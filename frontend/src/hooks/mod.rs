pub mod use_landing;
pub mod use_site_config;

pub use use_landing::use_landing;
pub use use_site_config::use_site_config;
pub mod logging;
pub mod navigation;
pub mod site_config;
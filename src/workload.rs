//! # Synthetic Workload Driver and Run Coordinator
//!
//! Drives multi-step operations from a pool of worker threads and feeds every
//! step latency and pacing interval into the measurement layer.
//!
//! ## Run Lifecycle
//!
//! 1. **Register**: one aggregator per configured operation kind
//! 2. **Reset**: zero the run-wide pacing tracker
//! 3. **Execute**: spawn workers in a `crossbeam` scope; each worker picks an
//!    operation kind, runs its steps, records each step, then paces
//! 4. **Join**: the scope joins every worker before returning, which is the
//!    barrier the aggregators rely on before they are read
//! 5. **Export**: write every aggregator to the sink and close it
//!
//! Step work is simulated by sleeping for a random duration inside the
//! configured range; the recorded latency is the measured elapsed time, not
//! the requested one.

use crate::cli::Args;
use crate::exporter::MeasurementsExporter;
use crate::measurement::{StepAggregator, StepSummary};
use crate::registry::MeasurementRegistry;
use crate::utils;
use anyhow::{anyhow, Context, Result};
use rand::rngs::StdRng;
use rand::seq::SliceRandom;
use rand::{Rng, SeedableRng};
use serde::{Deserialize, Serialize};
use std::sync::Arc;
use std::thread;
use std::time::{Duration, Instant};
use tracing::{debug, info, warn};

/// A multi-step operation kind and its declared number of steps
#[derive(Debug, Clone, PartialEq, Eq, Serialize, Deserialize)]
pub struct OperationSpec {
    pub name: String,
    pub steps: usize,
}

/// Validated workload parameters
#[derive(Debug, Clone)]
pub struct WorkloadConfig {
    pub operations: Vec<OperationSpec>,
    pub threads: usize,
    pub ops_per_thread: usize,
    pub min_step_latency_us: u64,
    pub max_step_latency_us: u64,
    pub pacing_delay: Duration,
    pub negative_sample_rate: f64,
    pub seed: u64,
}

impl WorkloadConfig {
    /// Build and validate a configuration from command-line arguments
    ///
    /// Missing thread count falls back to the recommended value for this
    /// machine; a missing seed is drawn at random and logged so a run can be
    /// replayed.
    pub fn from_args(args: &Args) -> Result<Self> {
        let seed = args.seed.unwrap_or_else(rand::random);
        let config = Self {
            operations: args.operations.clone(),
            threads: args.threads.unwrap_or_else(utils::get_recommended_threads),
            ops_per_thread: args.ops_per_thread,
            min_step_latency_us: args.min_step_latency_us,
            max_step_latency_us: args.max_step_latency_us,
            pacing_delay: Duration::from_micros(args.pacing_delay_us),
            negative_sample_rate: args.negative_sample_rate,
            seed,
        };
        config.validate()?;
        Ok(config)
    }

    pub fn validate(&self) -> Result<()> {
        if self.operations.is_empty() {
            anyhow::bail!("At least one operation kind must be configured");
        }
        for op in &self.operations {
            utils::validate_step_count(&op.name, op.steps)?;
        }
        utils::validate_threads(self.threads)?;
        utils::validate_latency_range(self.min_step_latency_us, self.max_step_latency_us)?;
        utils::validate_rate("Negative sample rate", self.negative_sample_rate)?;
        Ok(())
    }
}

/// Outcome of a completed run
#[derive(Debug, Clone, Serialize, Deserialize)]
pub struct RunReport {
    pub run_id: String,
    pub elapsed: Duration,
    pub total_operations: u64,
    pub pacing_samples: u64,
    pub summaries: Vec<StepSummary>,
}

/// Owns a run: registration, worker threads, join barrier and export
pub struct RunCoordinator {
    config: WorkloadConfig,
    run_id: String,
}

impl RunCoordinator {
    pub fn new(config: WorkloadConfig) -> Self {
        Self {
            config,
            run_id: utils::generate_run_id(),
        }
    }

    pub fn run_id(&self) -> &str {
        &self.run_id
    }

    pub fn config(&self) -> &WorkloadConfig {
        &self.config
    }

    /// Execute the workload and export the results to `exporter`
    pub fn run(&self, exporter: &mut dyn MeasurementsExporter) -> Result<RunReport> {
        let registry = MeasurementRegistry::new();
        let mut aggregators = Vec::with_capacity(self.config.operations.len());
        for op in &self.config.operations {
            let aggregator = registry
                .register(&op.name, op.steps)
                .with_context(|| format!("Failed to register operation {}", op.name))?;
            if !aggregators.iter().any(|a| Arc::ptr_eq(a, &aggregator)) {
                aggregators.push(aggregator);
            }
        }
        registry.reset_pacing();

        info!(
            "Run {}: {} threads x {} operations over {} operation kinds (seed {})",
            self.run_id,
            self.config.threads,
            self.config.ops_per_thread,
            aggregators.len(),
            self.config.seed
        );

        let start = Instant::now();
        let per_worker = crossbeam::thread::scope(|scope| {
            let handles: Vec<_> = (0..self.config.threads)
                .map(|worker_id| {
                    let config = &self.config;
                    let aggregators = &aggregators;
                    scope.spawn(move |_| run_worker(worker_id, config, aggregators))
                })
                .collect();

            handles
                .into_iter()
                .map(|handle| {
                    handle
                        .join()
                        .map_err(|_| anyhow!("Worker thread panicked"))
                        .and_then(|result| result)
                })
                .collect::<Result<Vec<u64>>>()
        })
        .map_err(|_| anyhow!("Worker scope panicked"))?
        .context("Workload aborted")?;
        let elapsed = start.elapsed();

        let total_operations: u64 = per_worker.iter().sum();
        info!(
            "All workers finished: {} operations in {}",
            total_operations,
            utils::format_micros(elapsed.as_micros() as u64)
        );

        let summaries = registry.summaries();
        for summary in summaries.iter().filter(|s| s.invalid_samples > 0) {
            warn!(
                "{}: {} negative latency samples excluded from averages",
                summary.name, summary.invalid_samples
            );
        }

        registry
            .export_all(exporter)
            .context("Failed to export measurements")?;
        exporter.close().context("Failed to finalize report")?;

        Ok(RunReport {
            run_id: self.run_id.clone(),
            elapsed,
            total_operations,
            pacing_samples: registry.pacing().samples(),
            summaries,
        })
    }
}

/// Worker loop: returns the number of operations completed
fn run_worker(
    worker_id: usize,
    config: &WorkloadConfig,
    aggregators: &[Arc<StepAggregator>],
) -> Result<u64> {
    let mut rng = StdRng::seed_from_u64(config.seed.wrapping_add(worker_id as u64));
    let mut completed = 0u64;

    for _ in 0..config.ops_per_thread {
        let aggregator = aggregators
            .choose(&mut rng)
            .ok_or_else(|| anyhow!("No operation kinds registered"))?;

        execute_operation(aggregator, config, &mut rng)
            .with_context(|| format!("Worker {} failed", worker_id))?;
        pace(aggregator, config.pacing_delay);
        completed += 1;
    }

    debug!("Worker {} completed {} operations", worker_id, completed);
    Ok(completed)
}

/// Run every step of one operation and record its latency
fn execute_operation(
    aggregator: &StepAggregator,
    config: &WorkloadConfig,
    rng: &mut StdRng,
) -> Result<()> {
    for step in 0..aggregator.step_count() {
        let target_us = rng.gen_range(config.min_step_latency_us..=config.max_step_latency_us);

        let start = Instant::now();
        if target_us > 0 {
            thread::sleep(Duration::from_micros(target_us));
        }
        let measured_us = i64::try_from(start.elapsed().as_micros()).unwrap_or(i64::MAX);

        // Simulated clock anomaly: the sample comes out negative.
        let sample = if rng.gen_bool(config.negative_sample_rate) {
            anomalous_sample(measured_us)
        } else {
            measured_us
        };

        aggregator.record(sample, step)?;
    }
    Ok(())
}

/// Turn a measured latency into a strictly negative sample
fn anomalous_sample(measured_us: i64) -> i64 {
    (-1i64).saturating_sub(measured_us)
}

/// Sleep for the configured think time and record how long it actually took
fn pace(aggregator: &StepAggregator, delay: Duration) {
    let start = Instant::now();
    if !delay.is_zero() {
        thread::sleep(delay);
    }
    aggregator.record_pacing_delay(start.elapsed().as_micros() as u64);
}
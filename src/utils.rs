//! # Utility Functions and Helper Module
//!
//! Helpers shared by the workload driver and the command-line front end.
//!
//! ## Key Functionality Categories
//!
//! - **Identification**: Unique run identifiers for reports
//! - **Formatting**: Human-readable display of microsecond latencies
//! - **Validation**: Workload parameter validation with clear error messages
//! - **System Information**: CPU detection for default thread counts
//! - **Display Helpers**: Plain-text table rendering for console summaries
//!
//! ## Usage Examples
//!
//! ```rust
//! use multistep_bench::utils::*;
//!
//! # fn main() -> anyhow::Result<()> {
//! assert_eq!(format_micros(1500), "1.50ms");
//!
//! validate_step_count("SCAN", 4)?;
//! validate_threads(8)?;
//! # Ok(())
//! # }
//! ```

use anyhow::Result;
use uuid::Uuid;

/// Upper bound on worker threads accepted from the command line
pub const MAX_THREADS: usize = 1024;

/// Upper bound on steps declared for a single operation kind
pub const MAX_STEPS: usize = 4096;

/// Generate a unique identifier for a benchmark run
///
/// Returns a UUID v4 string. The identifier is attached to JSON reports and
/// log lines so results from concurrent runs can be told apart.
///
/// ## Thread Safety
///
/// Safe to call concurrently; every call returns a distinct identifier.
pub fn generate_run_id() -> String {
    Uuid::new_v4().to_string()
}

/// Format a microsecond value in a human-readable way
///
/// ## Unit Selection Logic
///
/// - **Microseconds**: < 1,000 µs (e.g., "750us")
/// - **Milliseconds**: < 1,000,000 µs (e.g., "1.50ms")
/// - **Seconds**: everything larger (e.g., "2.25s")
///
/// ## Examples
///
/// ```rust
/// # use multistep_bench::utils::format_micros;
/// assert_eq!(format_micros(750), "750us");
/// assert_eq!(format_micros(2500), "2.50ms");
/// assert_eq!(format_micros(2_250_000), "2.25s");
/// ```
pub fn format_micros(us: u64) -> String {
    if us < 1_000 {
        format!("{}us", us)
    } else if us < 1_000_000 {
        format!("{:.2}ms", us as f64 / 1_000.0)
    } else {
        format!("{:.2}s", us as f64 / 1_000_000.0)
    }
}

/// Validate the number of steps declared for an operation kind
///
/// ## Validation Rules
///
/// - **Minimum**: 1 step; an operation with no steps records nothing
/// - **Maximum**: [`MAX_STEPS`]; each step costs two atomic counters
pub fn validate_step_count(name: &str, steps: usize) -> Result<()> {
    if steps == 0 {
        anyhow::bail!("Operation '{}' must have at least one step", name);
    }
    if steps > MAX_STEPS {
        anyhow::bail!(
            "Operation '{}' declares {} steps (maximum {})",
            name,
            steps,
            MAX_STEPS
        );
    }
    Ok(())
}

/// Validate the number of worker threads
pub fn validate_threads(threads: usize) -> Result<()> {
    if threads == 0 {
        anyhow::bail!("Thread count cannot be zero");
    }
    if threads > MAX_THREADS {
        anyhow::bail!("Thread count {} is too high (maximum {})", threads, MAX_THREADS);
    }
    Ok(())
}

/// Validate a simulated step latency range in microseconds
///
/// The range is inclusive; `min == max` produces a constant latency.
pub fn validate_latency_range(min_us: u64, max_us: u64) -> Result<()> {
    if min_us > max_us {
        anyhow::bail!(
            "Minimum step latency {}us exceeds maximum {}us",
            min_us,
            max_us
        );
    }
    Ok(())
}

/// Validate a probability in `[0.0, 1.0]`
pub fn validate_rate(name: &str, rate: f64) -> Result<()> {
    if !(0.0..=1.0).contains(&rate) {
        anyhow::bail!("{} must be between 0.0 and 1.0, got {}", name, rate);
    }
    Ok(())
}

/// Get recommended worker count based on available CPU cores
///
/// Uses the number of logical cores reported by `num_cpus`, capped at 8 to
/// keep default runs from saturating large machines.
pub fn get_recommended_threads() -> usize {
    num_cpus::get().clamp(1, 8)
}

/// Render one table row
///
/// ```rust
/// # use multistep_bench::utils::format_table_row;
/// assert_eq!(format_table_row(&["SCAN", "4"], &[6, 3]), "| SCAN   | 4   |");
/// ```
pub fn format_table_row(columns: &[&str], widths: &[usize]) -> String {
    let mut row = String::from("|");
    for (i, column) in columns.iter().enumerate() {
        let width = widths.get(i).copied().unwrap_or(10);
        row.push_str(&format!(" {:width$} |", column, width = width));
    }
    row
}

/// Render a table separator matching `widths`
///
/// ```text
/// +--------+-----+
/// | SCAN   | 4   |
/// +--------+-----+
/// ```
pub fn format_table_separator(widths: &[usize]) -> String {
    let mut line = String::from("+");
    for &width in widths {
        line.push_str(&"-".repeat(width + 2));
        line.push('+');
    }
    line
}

-*-*-

WHAT TO DO
Please return each line of the listing above that contains "StepAggregator".

RESULT OF THE TASK
use crate::measurement::{StepAggregator, StepSummary};
    aggregators: &[Arc<StepAggregator>],
    aggregator: &StepAggregator,
fn pace(aggregator: &StepAggregator, delay: Duration) {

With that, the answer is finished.